Contributing to a subsequent round of market reports, Michael Sigloch of Gras & Sigloch GmbH & Co. in Germany argued that some regulations had undermined the normal rules of supply and demand, resulting in a large surplus of used clothing. At the same time, there was a danger that low-quality grades would become “unsaleable”.
According to BIR the material composition of today’s clothing was so heterogeneous that this rendered impossible the sensible mechanical recycling of high-quality materials, he said. If the world wished material recycling to continue, he contended, there had to be a change in thinking within the fashion industry.
There had been a substantial increase in the supply of originals in Western Europe over recent months, concurred Martin Böschen of Texaid Textilverwertungs-AG in Switzerland. Eastern European demand for sorted goods had been decreasing and orders from Africa were “at a low level” amid on-going late payment issues. There was a “high” risk that demand would not improve in the autumn, he concluded.
Sauro Ballerini of Italy also acknowledged that the African market was “moving again, but slowly”. Agreeing that payments from Africa were still problematic, Pol T’Jollyn of Recutex NV in Belgium went on to describe illegal and subsidised collections in his home country as “a pain in the neck” for other operators.
Alan Wheeler of the UK’s Textile Recycling Association spoke of a “dramatic” decrease in UK sorting activity, principally because sorters were finding it “virtually impossible to recruit staff”. The industry was “heavily reliant” on migrant workers, many of whom had traditionally arrived from other EU countries, but latest official figures were showing that, for the first time in many years, there was now negative net migration to the UK from elsewhere in the EU.
Two guest speakers provided delegates with an insight into the Euro 11 million Resyntex research project which aims to use industrial symbiosis to produce secondary raw materials from unwearable textile waste. Objectives identified by Valérie Boiten, Researcher and Consultant in Stakeholder Engagement at the Prospex Institute VZW in Belgium, included the development of innovative business models for chemicals and textiles, as well as the demonstration of a complete reprocessing line.

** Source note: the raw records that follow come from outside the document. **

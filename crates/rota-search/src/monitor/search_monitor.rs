// Copyright (c) 2025 Felix Kahle.
//
// Permission is hereby granted, free of charge, to any person obtaining
// a copy of this software and associated documentation files (the
// "Software"), to deal in the Software without restriction, including
// without limitation the rights to use, copy, modify, merge, publish,
// distribute, sublicense, and/or sell copies of the Software, and to
// permit persons to whom the Software is furnished to do so, subject to
// the following conditions:
//
// The above copyright notice and this permission notice shall be
// included in all copies or substantial portions of the Software.
//
// THE SOFTWARE IS PROVIDED "AS IS", WITHOUT WARRANTY OF ANY KIND,
// EXPRESS OR IMPLIED, INCLUDING BUT NOT LIMITED TO THE WARRANTIES OF
// MERCHANTABILITY, FITNESS FOR A PARTICULAR PURPOSE AND
// NONINFRINGEMENT. IN NO EVENT SHALL THE AUTHORS OR COPYRIGHT HOLDERS BE
// LIABLE FOR ANY CLAIM, DAMAGES OR OTHER LIABILITY, WHETHER IN AN ACTION
// OF CONTRACT, TORT OR OTHERWISE, ARISING FROM, OUT OF OR IN CONNECTION
// WITH THE SOFTWARE OR THE USE OR OTHER DEALINGS IN THE SOFTWARE.

use rota_model::{model::Model, solution::Solution};

/// The command a monitor issues when polled at a step boundary.
#[derive(Clone, PartialEq, Eq, Debug, Default)]
pub enum SearchCommand {
    /// Keep searching.
    #[default]
    Continue,
    /// Stop searching; the string names the cause.
    Terminate(String),
}

impl std::fmt::Display for SearchCommand {
    fn fmt(&self, f: &mut std::fmt::Formatter<'_>) -> std::fmt::Result {
        match self {
            SearchCommand::Continue => write!(f, "Continue"),
            SearchCommand::Terminate(reason) => write!(f, "Terminate: {}", reason),
        }
    }
}

/// Observes a running search and can request its termination.
///
/// The engine calls `on_step` once per explored node and polls
/// `search_command` at the same boundary, so a monitor's termination request
/// takes effect within one node expansion.
pub trait SearchMonitor {
    /// A short human-readable name for diagnostics.
    fn name(&self) -> &str;
    /// Called once before the search starts.
    fn on_enter_search(&mut self, model: &Model);
    /// Called once after the search ends, regardless of outcome.
    fn on_exit_search(&mut self);
    /// Called when the engine completes a feasible binding.
    fn on_solution_found(&mut self, solution: &Solution);
    /// Called once per explored node.
    fn on_step(&mut self);
    /// Polled at step boundaries.
    fn search_command(&self) -> SearchCommand;
}

impl std::fmt::Debug for dyn SearchMonitor + '_ {
    fn fmt(&self, f: &mut std::fmt::Formatter<'_>) -> std::fmt::Result {
        write!(f, "SearchMonitor({})", self.name())
    }
}

/// A monitor that never terminates the search. Useful as a default and in
/// tests.
#[derive(Debug, Clone, Copy, Default, PartialEq, Eq)]
pub struct NoOpMonitor;

impl SearchMonitor for NoOpMonitor {
    fn name(&self) -> &str {
        "NoOpMonitor"
    }

    fn on_enter_search(&mut self, _model: &Model) {}
    fn on_exit_search(&mut self) {}
    fn on_solution_found(&mut self, _solution: &Solution) {}
    fn on_step(&mut self) {}

    fn search_command(&self) -> SearchCommand {
        SearchCommand::Continue
    }
}
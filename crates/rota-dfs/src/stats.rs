// Copyright (c) 2025 Felix Kahle.
//
// Permission is hereby granted, free of charge, to any person obtaining
// a copy of this software and associated documentation files (the
// "Software"), to deal in the Software without restriction, including
// without limitation the rights to use, copy, modify, merge, publish,
// distribute, sublicense, and/or sell copies of the Software, and to
// permit persons to whom the Software is furnished to do so, subject to
// the following conditions:
//
// The above copyright notice and this permission notice shall be
// included in all copies or substantial portions of the Software.
//
// THE SOFTWARE IS PROVIDED "AS IS", WITHOUT WARRANTY OF ANY KIND,
// EXPRESS OR IMPLIED, INCLUDING BUT NOT LIMITED TO THE WARRANTIES OF
// MERCHANTABILITY, FITNESS FOR A PARTICULAR PURPOSE AND
// NONINFRINGEMENT. IN NO EVENT SHALL THE AUTHORS OR COPYRIGHT HOLDERS BE
// LIABLE FOR ANY CLAIM, DAMAGES OR OTHER LIABILITY, WHETHER IN AN ACTION
// OF CONTRACT, TORT OR OTHERWISE, ARISING FROM, OUT OF OR IN CONNECTION
// WITH THE SOFTWARE OR THE USE OR OTHER DEALINGS IN THE SOFTWARE.

/// Counters collected by one engine run.
#[derive(Debug, Clone, Copy, Default, PartialEq, Eq)]
pub struct DfsStatistics {
    /// Decisions applied, counting both polarities of a flipped frame.
    pub nodes_explored: u64,
    /// Frames flipped or popped on conflict.
    pub backtracks: u64,
    /// Bindings applied, decisions and propagated consequences alike.
    pub propagations: u64,
    /// Deepest decision level reached.
    pub max_depth: usize,
}

impl std::fmt::Display for DfsStatistics {
    fn fmt(&self, f: &mut std::fmt::Formatter<'_>) -> std::fmt::Result {
        write!(
            f,
            "DfsStatistics(nodes: {}, backtracks: {}, propagations: {}, max_depth: {})",
            self.nodes_explored, self.backtracks, self.propagations, self.max_depth
        )
    }
}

Dimitris Moutousidis of Chimar in Greece then outlined the early, promising results from a project within Resyntex using protein hydrolysates for the development of adhesives suitable for use in the production of wood-based panels. Samples tested included: protein juice from sheep’s wool and textiles; and a mix of denim and wool textile fibres.
Mr Wheeler praised the Resyntex project for exploring the possibilities of used clothing going into other products rather just back into clothing. “We need to think outside the box,” he insisted.